### EXERCISE REQUIREMENTS
Pick out all lines with the word "error" from the records that follow.

### SUPPLIED INFORMATION

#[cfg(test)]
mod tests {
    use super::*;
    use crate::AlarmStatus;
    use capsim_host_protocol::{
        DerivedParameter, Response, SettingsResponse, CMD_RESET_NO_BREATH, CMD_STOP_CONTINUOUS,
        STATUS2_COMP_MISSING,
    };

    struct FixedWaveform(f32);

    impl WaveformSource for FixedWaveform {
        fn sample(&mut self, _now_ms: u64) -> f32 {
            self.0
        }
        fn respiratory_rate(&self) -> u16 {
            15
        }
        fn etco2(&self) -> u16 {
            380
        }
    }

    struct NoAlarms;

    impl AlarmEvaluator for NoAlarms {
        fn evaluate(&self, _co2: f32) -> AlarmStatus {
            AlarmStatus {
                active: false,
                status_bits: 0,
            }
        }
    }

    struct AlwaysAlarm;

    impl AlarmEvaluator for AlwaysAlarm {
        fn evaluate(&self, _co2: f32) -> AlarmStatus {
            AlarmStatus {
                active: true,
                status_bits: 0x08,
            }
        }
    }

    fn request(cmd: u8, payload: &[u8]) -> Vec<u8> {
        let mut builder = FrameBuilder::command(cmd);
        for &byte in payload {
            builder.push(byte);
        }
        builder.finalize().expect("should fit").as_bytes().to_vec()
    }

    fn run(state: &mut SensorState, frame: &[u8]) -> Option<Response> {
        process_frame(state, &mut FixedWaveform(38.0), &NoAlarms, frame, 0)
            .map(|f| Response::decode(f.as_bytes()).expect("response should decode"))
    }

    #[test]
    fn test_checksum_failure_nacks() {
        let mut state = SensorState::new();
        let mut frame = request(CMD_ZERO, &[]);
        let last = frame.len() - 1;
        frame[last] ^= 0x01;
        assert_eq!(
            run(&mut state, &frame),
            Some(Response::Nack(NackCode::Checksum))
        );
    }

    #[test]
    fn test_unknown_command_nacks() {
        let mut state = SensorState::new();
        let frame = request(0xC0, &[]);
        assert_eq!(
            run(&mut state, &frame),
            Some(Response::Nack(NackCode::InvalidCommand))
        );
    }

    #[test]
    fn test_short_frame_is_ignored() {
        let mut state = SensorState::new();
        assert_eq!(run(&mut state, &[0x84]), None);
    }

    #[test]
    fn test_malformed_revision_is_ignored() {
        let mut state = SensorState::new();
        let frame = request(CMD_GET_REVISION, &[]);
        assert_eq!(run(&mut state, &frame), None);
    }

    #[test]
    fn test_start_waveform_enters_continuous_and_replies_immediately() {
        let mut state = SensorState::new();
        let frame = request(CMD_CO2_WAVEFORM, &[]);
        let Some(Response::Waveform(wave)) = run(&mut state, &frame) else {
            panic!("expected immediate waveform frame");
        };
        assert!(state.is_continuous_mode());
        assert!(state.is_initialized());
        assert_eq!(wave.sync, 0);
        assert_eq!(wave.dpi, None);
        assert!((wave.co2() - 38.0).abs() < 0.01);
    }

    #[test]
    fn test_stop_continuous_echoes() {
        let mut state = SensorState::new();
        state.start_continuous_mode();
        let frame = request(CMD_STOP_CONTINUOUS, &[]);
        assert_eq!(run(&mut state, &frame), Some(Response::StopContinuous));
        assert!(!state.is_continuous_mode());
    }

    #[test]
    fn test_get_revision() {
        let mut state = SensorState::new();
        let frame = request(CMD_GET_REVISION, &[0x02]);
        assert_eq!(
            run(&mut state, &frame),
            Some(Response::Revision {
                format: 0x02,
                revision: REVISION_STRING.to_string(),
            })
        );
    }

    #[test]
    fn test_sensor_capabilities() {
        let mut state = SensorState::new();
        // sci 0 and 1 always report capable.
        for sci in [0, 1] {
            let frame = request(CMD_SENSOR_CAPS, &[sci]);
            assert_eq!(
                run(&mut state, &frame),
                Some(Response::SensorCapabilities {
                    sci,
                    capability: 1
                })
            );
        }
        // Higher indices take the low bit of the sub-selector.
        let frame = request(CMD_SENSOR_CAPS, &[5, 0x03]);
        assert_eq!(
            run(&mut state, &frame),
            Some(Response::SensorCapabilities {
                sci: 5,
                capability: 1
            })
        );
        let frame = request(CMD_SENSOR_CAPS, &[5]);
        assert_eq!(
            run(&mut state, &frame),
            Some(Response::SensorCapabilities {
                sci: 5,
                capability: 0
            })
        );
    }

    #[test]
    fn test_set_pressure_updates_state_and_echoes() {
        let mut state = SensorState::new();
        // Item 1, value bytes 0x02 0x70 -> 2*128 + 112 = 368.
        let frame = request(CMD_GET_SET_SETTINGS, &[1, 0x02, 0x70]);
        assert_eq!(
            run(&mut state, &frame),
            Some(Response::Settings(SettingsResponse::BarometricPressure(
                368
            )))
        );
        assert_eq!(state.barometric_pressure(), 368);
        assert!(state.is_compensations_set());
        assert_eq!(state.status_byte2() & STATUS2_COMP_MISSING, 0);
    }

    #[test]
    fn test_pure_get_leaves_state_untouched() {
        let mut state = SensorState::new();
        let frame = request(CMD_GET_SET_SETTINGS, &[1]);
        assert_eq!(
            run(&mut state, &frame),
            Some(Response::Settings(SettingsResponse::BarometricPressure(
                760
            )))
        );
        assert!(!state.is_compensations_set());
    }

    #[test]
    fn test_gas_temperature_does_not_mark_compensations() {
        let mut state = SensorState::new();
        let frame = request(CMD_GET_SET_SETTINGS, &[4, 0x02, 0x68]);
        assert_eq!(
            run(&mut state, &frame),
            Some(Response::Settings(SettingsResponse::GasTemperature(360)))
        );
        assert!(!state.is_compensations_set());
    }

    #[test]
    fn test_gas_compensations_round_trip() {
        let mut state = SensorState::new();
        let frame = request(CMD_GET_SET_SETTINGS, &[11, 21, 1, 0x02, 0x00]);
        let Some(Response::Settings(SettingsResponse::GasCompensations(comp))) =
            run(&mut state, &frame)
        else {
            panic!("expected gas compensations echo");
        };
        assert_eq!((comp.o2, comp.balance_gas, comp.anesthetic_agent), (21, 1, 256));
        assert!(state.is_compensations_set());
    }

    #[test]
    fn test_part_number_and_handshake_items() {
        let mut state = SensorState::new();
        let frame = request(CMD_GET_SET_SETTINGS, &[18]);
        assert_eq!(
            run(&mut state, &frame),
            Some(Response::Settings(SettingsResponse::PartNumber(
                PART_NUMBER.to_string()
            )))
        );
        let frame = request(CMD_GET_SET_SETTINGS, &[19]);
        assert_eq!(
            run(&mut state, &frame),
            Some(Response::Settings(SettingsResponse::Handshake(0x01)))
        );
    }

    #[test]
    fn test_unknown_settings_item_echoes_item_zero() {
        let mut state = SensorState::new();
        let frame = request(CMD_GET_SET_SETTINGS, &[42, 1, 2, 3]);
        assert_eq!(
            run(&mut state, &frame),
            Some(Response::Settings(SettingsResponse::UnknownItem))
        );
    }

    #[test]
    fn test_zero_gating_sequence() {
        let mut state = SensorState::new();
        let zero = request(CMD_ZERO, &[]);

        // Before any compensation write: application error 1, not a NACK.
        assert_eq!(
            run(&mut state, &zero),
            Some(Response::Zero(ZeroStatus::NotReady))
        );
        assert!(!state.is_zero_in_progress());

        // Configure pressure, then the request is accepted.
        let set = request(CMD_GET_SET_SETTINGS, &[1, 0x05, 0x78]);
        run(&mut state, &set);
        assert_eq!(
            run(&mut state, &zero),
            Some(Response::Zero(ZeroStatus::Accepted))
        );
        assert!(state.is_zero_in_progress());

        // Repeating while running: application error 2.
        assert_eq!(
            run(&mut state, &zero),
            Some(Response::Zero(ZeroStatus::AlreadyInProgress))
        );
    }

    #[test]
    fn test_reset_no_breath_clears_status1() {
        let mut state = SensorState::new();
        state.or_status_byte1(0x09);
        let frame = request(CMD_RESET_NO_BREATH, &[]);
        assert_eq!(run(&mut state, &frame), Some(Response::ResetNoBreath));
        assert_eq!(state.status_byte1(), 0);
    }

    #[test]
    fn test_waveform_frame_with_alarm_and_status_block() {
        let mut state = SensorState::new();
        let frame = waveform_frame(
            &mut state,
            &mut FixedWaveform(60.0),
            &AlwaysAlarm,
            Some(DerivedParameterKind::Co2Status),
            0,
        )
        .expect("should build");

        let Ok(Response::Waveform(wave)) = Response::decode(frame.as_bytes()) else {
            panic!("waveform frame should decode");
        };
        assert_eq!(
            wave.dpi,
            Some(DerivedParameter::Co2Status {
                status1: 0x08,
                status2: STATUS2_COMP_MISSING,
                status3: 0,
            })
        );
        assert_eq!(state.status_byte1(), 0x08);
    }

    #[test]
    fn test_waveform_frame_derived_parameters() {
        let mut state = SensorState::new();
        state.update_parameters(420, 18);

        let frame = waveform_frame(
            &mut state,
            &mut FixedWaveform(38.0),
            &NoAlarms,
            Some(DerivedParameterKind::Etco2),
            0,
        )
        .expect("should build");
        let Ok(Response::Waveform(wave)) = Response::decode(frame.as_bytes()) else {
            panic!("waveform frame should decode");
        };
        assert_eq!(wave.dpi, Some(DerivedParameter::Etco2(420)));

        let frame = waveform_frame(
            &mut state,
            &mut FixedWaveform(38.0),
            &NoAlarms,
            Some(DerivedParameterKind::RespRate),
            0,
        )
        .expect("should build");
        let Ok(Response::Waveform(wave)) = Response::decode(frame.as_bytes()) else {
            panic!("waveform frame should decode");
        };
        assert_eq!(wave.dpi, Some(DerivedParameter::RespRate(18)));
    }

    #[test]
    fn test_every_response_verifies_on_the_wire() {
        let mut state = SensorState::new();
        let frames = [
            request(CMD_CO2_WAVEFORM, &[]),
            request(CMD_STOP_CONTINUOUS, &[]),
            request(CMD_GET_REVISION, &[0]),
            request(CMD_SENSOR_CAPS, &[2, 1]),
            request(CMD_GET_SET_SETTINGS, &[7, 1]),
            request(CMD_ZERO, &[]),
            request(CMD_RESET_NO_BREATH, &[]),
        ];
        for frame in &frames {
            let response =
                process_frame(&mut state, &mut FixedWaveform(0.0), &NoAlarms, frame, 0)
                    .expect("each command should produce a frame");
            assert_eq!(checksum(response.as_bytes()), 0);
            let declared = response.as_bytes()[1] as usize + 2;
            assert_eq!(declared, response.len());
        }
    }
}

### TASK RESPONSE
        // Before any compensation write: application error 1, not a NACK.
        // Repeating while running: application error 2.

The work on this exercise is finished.